I'm running python wikidata_train_entity_linker.py './output' where output has my kb directory.

svlandeg · 2019-10-24T07:20:40Z

@davidbernat on the original question: The NEL functionality is still in a sort of beta phase, as we're still working on refining the data & models. All the API's etc have been implemented though, and can be used for early experimentation. This does indeed mean training your own model on Wikipedia/Wikidata dumps you have to download, as detailed in the readme file linked to by @AmoghM.

@petulla: I'm not entirely sure what you mean by "the script seems to bork out", but the script should indeed work if train_inst and dev_inst are not set. This will extract all data from Wikipedia (which is quite a lot) and by default assign each article ending on "3" (arbitrary choice) in the dev set. If you run into further issues when running this script, feel free to open a separate issue.

davidbernat · 2019-10-24T12:38:36Z

@svlandeg Thanks Sofie! And great presentations by you on the feature floating around the web!

Could you kindly include some rough parameters on the training routine in your experience? What hyper-parameters? How many epochs?
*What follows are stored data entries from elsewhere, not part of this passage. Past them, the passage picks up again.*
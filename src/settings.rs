use anyhow::{Context, Result};
use serde::{Deserialize, Serialize};
use std::{
    fs,
    path::PathBuf,
    sync::{RwLock, RwLockReadGuard, RwLockWriteGuard},
    time::Duration,
};

pub const SETTINGS_PATH_ENV: &str = "EMOLEARN_SETTINGS";
const DEFAULT_SETTINGS_FILE: &str = "emolearn.settings.json";

/// `EMOLEARN_DEBUG=1` (or `true`) turns on per-tick logging.
pub fn debug_mode() -> bool {
    std::env::var("EMOLEARN_DEBUG")
        .map(|value| value == "1" || value.eq_ignore_ascii_case("true"))
        .unwrap_or(false)
}

#[derive(Debug, Clone, Serialize, Deserialize, PartialEq)]
#[serde(default, rename_all = "camelCase")]
pub struct BackendSettings {
    pub base_url: String,
    pub request_timeout_ms: u64,
}

impl Default for BackendSettings {
    fn default() -> Self {
        Self {
            base_url: "http://localhost:8000".into(),
            request_timeout_ms: 5_000,
        }
    }
}

impl BackendSettings {
    pub fn request_timeout(&self) -> Duration {
        Duration::from_millis(self.request_timeout_ms)
    }
}

/// Timer lengths for polling and the intervention lifecycle.
#[derive(Debug, Clone, Serialize, Deserialize, PartialEq)]
#[serde(default, rename_all = "camelCase")]
pub struct TimingSettings {
    pub poll_interval_ms: u64,
    /// Upper bound for one tick including the fallback request.
    pub poll_timeout_ms: u64,
    pub cooldown_ms: u64,
    pub grace_ms: u64,
    pub confirm_timeout_ms: u64,
    pub breathing_ms: u64,
}

impl Default for TimingSettings {
    fn default() -> Self {
        Self {
            poll_interval_ms: 2_000,
            poll_timeout_ms: 8_000,
            cooldown_ms: 15_000,
            grace_ms: 1_000,
            confirm_timeout_ms: 10_000,
            breathing_ms: 120_000,
        }
    }
}

impl TimingSettings {
    pub fn poll_interval(&self) -> Duration {
        Duration::from_millis(self.poll_interval_ms)
    }

    pub fn poll_timeout(&self) -> Duration {
        Duration::from_millis(self.poll_timeout_ms)
    }

    pub fn cooldown(&self) -> Duration {
        Duration::from_millis(self.cooldown_ms)
    }

    pub fn grace(&self) -> Duration {
        Duration::from_millis(self.grace_ms)
    }

    pub fn confirm_timeout(&self) -> Duration {
        Duration::from_millis(self.confirm_timeout_ms)
    }

    pub fn breathing(&self) -> Duration {
        Duration::from_millis(self.breathing_ms)
    }
}

#[derive(Debug, Clone, Serialize, Deserialize, PartialEq)]
#[serde(default, rename_all = "camelCase")]
pub struct LlmSettings {
    pub api_url: String,
    pub model: String,
    /// Name of the environment variable holding the API key.
    pub api_key_env: String,
    pub oembed_url: String,
    pub request_timeout_ms: u64,
}

impl Default for LlmSettings {
    fn default() -> Self {
        Self {
            api_url: "https://api.groq.com/openai/v1/chat/completions".into(),
            model: "llama3-70b-8192".into(),
            api_key_env: "GROQ_API_KEY".into(),
            oembed_url: "https://www.youtube.com/oembed".into(),
            request_timeout_ms: 60_000,
        }
    }
}

impl LlmSettings {
    pub fn api_key(&self) -> Option<String> {
        std::env::var(&self.api_key_env)
            .ok()
            .map(|key| key.trim().to_string())
            .filter(|key| !key.is_empty())
    }

    pub fn request_timeout(&self) -> Duration {
        Duration::from_millis(self.request_timeout_ms)
    }
}

#[derive(Debug, Clone, Serialize, Deserialize, PartialEq)]
#[serde(default, rename_all = "camelCase")]
pub struct SpeechBackendSettings {
    pub enabled: bool,
    pub program: String,
    pub args: Vec<String>,
}

impl Default for SpeechBackendSettings {
    fn default() -> Self {
        Self {
            enabled: true,
            program: "espeak".into(),
            args: Vec::new(),
        }
    }
}

#[derive(Debug, Clone, Serialize, Deserialize, PartialEq)]
#[serde(default, rename_all = "camelCase")]
pub struct NarrationSettings {
    pub language: String,
    pub preferred_provider: String,
    pub muted: bool,
    pub speech: SpeechBackendSettings,
}

impl Default for NarrationSettings {
    fn default() -> Self {
        Self {
            language: "en".into(),
            preferred_provider: "Google".into(),
            muted: false,
            speech: SpeechBackendSettings::default(),
        }
    }
}

#[derive(Debug, Clone, Serialize, Deserialize, Default, PartialEq)]
#[serde(default, rename_all = "camelCase")]
pub struct UserSettings {
    pub backend: BackendSettings,
    pub timing: TimingSettings,
    pub llm: LlmSettings,
    pub narration: NarrationSettings,
}

pub struct SettingsStore {
    path: PathBuf,
    data: RwLock<UserSettings>,
}

impl SettingsStore {
    pub fn new(path: PathBuf) -> Result<Self> {
        let data = if path.exists() {
            let contents = fs::read_to_string(&path)
                .with_context(|| format!("Failed to read settings from {}", path.display()))?;
            match serde_json::from_str(&contents) {
                Ok(data) => data,
                Err(err) => {
                    log::warn!(
                        "Ignoring malformed settings at {}: {err}; using defaults",
                        path.display()
                    );
                    UserSettings::default()
                }
            }
        } else {
            UserSettings::default()
        };

        Ok(Self {
            path,
            data: RwLock::new(data),
        })
    }

    /// Opens the store at `$EMOLEARN_SETTINGS`, or the default file in the
    /// working directory.
    pub fn from_env() -> Result<Self> {
        let path = std::env::var_os(SETTINGS_PATH_ENV)
            .map(PathBuf::from)
            .unwrap_or_else(|| PathBuf::from(DEFAULT_SETTINGS_FILE));
        Self::new(path)
    }

    /// In-memory store that is never written back; for tests and embedding.
    pub fn ephemeral(data: UserSettings) -> Self {
        Self {
            path: PathBuf::new(),
            data: RwLock::new(data),
        }
    }

    pub fn snapshot(&self) -> UserSettings {
        self.read().clone()
    }

    pub fn narration(&self) -> NarrationSettings {
        self.read().narration.clone()
    }

    pub fn set_muted(&self, muted: bool) -> Result<()> {
        let mut guard = self.write();
        if guard.narration.muted == muted {
            return Ok(());
        }
        guard.narration.muted = muted;
        self.persist(&guard)
    }

    fn persist(&self, data: &UserSettings) -> Result<()> {
        if self.path.as_os_str().is_empty() {
            return Ok(());
        }
        let serialized = serde_json::to_string_pretty(data)?;
        fs::write(&self.path, serialized)
            .with_context(|| format!("Failed to write settings to {}", self.path.display()))
    }

    fn read(&self) -> RwLockReadGuard<'_, UserSettings> {
        match self.data.read() {
            Ok(guard) => guard,
            Err(poisoned) => poisoned.into_inner(),
        }
    }

    fn write(&self) -> RwLockWriteGuard<'_, UserSettings> {
        match self.data.write() {
            Ok(guard) => guard,
            Err(poisoned) => poisoned.into_inner(),
        }
    }
}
Typical wall time duration and performance characteristics?

So that I could know that I am training to approximately state-of-the-art (or state-of-your-art). The same information for a typical pre-training warm start for a new model would be superbly helpful.

Surely you have a trained model sitting on your hard drive somewhere.. no? :-)

I am really looking to include this feature in a release I am making this weekend.

What other examples of Entity Linking models have you made? I'm building a tool for scientific journal article comprehension. Thinking of word sense disambiguation as well.

Would love to discuss NLP via email. If you're open to it.

Thanks!

svlandeg · 2019-10-24T13:44:54Z

Happy to hear you've enjoyed the presentations! It's also good to see the community interest in the EL work. Unfortunately it's taking us a little longer than expected to get a proper model out, as we've run into several issues with the data, want to add also coreference resolution, etc etc. This is the reason why we haven't officially released this yet... but any feedback on the current implementation is ofcourse very welcome !

Surely you have a trained model sitting on your hard drive somewhere.. no? :-)

Not one I'm satisfied with, no, hence the work-in-progress ;-)

davidbernat · 2019-10-24T14:41:48Z

Oh pish posh! :-) What do they say? Show your drafts early? ;-)

OK. What co-ref are you using? Hugging Face's impressed me with its demo accuracy.
https://github.com/huggingface/neuralcoref

If you change your mind re: models, please email me. Will be appreciated.

svlandeg · 2019-10-24T14:46:28Z

Yes - we're actually working together with Hugging Face for keeping neuralcoref up-to-date, see e.g. huggingface/neuralcoref#211. It will be more closely integrated with spaCy in the future!

And I do show my drafts early - it's all on the current master branch :-)

davidbernat · 2019-11-04T18:01:46Z

I'm confused. Are you saying there is a trained model on the master branch?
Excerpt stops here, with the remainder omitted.